We are going to look at these skills in more detail and some specific situations where those things are under pressure. |
Core debating skills 15 minutes
Before working through the scenarios, take councillors briefly through the practical skills that healthy debate relies on. Councillors will ideally already have read the councillor guide, where these skills are set out in more detail, but you can’t assume this. Surface them briefly so the scenarios that follow have a shared starting point.
Optional: if you have more time, consider splitting the attendees into groups and asking them to consider a specific skill in more detail. Spread the skills out between different groups, so they each have something different to speak on.
Making a clear, focused contribution. Focus on the proposal and be clear whether you are asking a question, making a challenge or setting out a position.
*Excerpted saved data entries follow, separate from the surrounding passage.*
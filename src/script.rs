//! Line-oriented edit scripts.
//!
//! One command per line: `append <node-id>` or `fork <node-id>`. Blank lines
//! and `#` / `//` comments are ignored. Verbs are case-insensitive.
//!
//! ```text
//! # grow the spine, then fork below the new stage
//! append stage_0
//! fork stage_1
//! ```

use tracing::instrument;

use crate::types::{EditAction, EditCommand};

/// Parses a script into commands. Errors name the offending 1-based line.
#[instrument(level = "trace", skip(source))]
pub fn parse_script(source: &str) -> Result<Vec<EditCommand>, String> {
  let mut commands = Vec::new();
  for (i, raw) in source.lines().enumerate() {
    let line = strip_comment(raw).trim();
    if line.is_empty() {
      continue;
    }
    let command = parse_line(line).map_err(|e| format!("line {}: {}", i + 1, e))?;
    commands.push(command);
  }
  Ok(commands)
}

/// Drops everything from the first `#` or `//` on.
pub(crate) fn strip_comment(line: &str) -> &str {
  let cut = [line.find('#'), line.find("//")]
    .into_iter()
    .flatten()
    .min()
    .unwrap_or(line.len());
  &line[..cut]
}

fn parse_line(line: &str) -> Result<EditCommand, String> {
  let mut words = line.split_whitespace();
  let verb = words.next().ok_or("expected a command")?;
  let action = parse_action(verb)?;
  let target = words
    .next()
    .ok_or_else(|| format!("'{}' needs a target node id", verb))?;
  if !is_node_id(target) {
    return Err(format!("invalid node id '{}'", target));
  }
  if let Some(extra) = words.next() {
    return Err(format!("unexpected '{}' after node id", extra));
  }
  Ok(EditCommand {
    action,
    target: target.into(),
  })
}

fn parse_action(verb: &str) -> Result<EditAction, String> {
  if verb.eq_ignore_ascii_case("append") {
    Ok(EditAction::AppendStage)
  } else if verb.eq_ignore_ascii_case("fork") {
    Ok(EditAction::AddFork)
  } else {
    Err(format!("unknown command '{}' (expected 'append' or 'fork')", verb))
  }
}

/// Node ids are ASCII alphanumerics, `_` and `-`.
pub(crate) fn is_node_id(s: &str) -> bool {
  !s.is_empty()
    && s
      .chars()
      .all(|c| c.is_ascii_alphanumeric() || c == '_' || c == '-')
}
Constructively challenge the idea, policy or proposal, not the person. Constructive challenge is part of how councils test proposals, focusing on the evidence, reasoning, options, risk and consequences. Strong challenge is specific, supported and directed at the substance; it critiques for the purposes of improving the outcome, not dismissing the proposal or ridiculing its supporters.
Listening actively before responding. Respond to points that have actually been made and adjust your contribution where the discussion has moved on, rather than delivering a prepared position wherever possible. You can still get your point across by ensuring it remains relevant to the discussion.
Using evidence and experience well. Evidence makes arguments easier to test and less easy to dismiss, creating a more reasonable discussion. Personal experience is most useful when it supports your argument rather than replacing it.
Disagreeing without personalising. Disagreement is normal, but keep disagreements specific to the position, the evidence or the reasoning. Avoid questioning motives, intelligence or character; this can derail the discussion and shift the focus away from the proposal.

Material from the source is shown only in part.